We thus start “Feast” with Rayna and Heath not connecting, and the world that Rayna lives in within her own head is one that is isolating and terrifying for her. She ends up locking herself in her bathroom “with the baby books, flipping through them carefully, and nowhere was it written how to reverse time or spark a heartbeat. How to make a womb worthy.” Rayna is struggling, isolating herself; the world she is trying to build in her mind is failing her, and she is not getting any help to stave off the demons, so she only further isolates herself, further hurts herself.
Rayna explains how she first saw the baby in a gift of marigolds that Heath had bought for her. She explains how she was “afraid to blink, in case it disappeared. She was with me, talking to me, which meant maybe I could talk back.” Similar to “Milk Blood Heat,” the disconnect here between the living and the dead wears on Rayna, as, like Ava, she starts to feel like she’s let down the baby she loved and has been left behind by her too.

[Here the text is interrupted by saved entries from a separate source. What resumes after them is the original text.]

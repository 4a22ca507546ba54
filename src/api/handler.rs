//! Webhook endpoints - thin dispatcher over the relay pipeline.
//!
//! Each slash command gets its own route; all three share one handler that:
//! - verifies the request signature
//! - parses the form body and command text
//! - returns the ephemeral acknowledgment synchronously
//! - hands resolution and delivery to a background continuation

use std::sync::Arc;

use axum::Json;
use axum::Router;
use axum::extract::State;
use axum::http::HeaderMap;
use axum::routing::{get, post};
use serde_json::Value;
use tracing::{error, info};
use uuid::Uuid;

use crate::api::command::parse_command;
use crate::api::parsing::parse_form_data;
use crate::api::signature::verify_slack_signature;
use crate::core::config::AppConfig;
use crate::core::models::RequestKind;
use crate::errors::RelayError;
use crate::slack::SlackClient;
use crate::slack::response_builder::{
    AUTH_FAILURE_TEXT, INVALID_COMMAND_TEXT, INVALID_LINK_TEXT, ack_text,
    create_ephemeral_payload,
};
use crate::worker::{self, deliver, SpawnMode};

const TIMESTAMP_HEADER: &str = "x-slack-request-timestamp";
const SIGNATURE_HEADER: &str = "x-slack-signature";

/// Shared state for the relay routes.
#[derive(Clone)]
pub struct AppState {
    pub config: AppConfig,
    pub slack: Arc<SlackClient>,
    pub http: reqwest::Client,
    pub spawn_mode: SpawnMode,
}

/// Build the relay router: one route per request kind plus a liveness probe.
pub fn build_router(state: AppState) -> Router {
    Router::new()
        .route("/do", post(handle_do))
        .route("/git-review", post(handle_git_review))
        .route("/inspect", post(handle_inspect))
        .route("/health", get(|| async { "OK" }))
        .with_state(state)
}

async fn handle_do(
    State(state): State<AppState>,
    headers: HeaderMap,
    body: String,
) -> Json<Value> {
    handle_command(state, RequestKind::PerformTask, &headers, &body).await
}

async fn handle_git_review(
    State(state): State<AppState>,
    headers: HeaderMap,
    body: String,
) -> Json<Value> {
    handle_command(state, RequestKind::ReviewPullRequest, &headers, &body).await
}

async fn handle_inspect(
    State(state): State<AppState>,
    headers: HeaderMap,
    body: String,
) -> Json<Value> {
    handle_command(state, RequestKind::InspectThreadOrLink, &headers, &body).await
}

fn header_str<'a>(headers: &'a HeaderMap, name: &str) -> &'a str {
    headers
        .get(name)
        .and_then(|v| v.to_str().ok())
        .unwrap_or_default()
}

async fn handle_command(
    state: AppState,
    kind: RequestKind,
    headers: &HeaderMap,
    body: &str,
) -> Json<Value> {
    let timestamp = header_str(headers, TIMESTAMP_HEADER);
    let signature = header_str(headers, SIGNATURE_HEADER);

    if !verify_slack_signature(
        body,
        timestamp,
        signature,
        &state.config.slack_signing_secret,
    ) {
        error!("Rejected request with invalid signature");
        return Json(create_ephemeral_payload(AUTH_FAILURE_TEXT));
    }

    let event = match parse_form_data(body) {
        Ok(event) => event,
        Err(e) => {
            error!("Failed to parse slash command body: {}", e);
            return Json(create_ephemeral_payload(INVALID_COMMAND_TEXT));
        }
    };

    let command = match parse_command(&event.text, kind) {
        Ok(command) => command,
        Err(e @ (RelayError::MissingUrl | RelayError::InvalidLink(_))) => {
            info!("Rejected {} from {}: {}", event.command, event.user_id, e);
            return Json(create_ephemeral_payload(INVALID_LINK_TEXT));
        }
        Err(e) => {
            info!("Rejected {} from {}: {}", event.command, event.user_id, e);
            return Json(create_ephemeral_payload(INVALID_COMMAND_TEXT));
        }
    };

    let correlation_id = Uuid::new_v4().to_string();
    info!(
        "Accepted {} from {} in {} (correlation_id={})",
        event.command, event.user_id, event.channel_id, correlation_id
    );

    let ack = create_ephemeral_payload(&ack_text(&event.command));

    let slack = Arc::clone(&state.slack);
    let http = state.http.clone();
    worker::dispatch(
        state.spawn_mode,
        deliver::run(slack, http, event, command, correlation_id),
    )
    .await;

    Json(ack)
}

Rayna struggles to keep her head above water, though she admits that she didn’t “tell Heath; this was for me, and I didn’t need a psychiatrist to understand what these visions were—a reminder of how the baby would have developed if she were still safe inside of me.” Because Rayna feels isolated, has no one that is connecting with her, she feels like “a dead satellite, picking up information but not relaying anything back.” Rayna is feeling herself get eaten up by the outside world, but also by her own thoughts. She “can’t pretend that I’m ok . . . There is no make-believe that makes me less horrible.” These thoughts contribute to her eating herself more and more, for she is isolated and can’t find any reprieve—from her loved ones, from the doctors, from the real world, from the world she has built inside her own head.

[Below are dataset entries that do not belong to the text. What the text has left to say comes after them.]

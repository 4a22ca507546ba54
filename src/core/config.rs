use std::env;

/// Default base URL for Slack Web API calls. Overridable for tests.
pub const DEFAULT_SLACK_API_BASE: &str = "https://slack.com/api";

#[derive(Debug, Clone)]
pub struct AppConfig {
    pub slack_bot_token: String,
    pub slack_signing_secret: String,
    pub slack_api_base: String,
    pub bind_addr: String,
}

impl AppConfig {
    pub fn from_env() -> Result<Self, String> {
        Ok(Self {
            slack_bot_token: env::var("SLACK_BOT_TOKEN")
                .map_err(|e| format!("SLACK_BOT_TOKEN: {}", e))?,
            slack_signing_secret: env::var("SLACK_SIGNING_SECRET")
                .map_err(|e| format!("SLACK_SIGNING_SECRET: {}", e))?,
            slack_api_base: env::var("SLACK_API_BASE")
                .unwrap_or_else(|_| DEFAULT_SLACK_API_BASE.to_string()),
            bind_addr: env::var("BIND_ADDR").unwrap_or_else(|_| "0.0.0.0:5000".to_string()),
        })
    }
}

In a world that continues to be more and more isolating, with the COVID-19 pandemic entering its third year, so many of us have lost people, and haven’t been able to properly mourn them. In a world where people have to work more and more just to make ends meet, where more and more people are “connected” online but otherwise isolated from the rest of the world, so many of us have lost touch with people we’ve loved, whether due to death, them moving away, or our not being in our peoples’ lives every day. We have seen the importance of the friends and loved ones you can keep, the ones you have a mental, a spiritual connection with. The ones you build a home with, a life with, that can’t be physically taken away. Reading this book, where so many characters deal with the loss of the people they’ve built their homes with, I see a reflection of what so many of us have been going through, in one degree or another. We’ve seen how home doesn’t feel like home without the people you love the most in it, for these connections are important to everybody—they’re important for all of us to be able to be at peace with our own minds, with the love we share with humans on this earth, that we hold onto, even after the people we love and have built a home with are taken away. In an unfair world, we often catch ourselves losing the people we need the most, losing them right when we need them, and the home and the life we’ve built with them, the most. So we all have to do our best to keep living our lives, their lives, with them, for them, for us.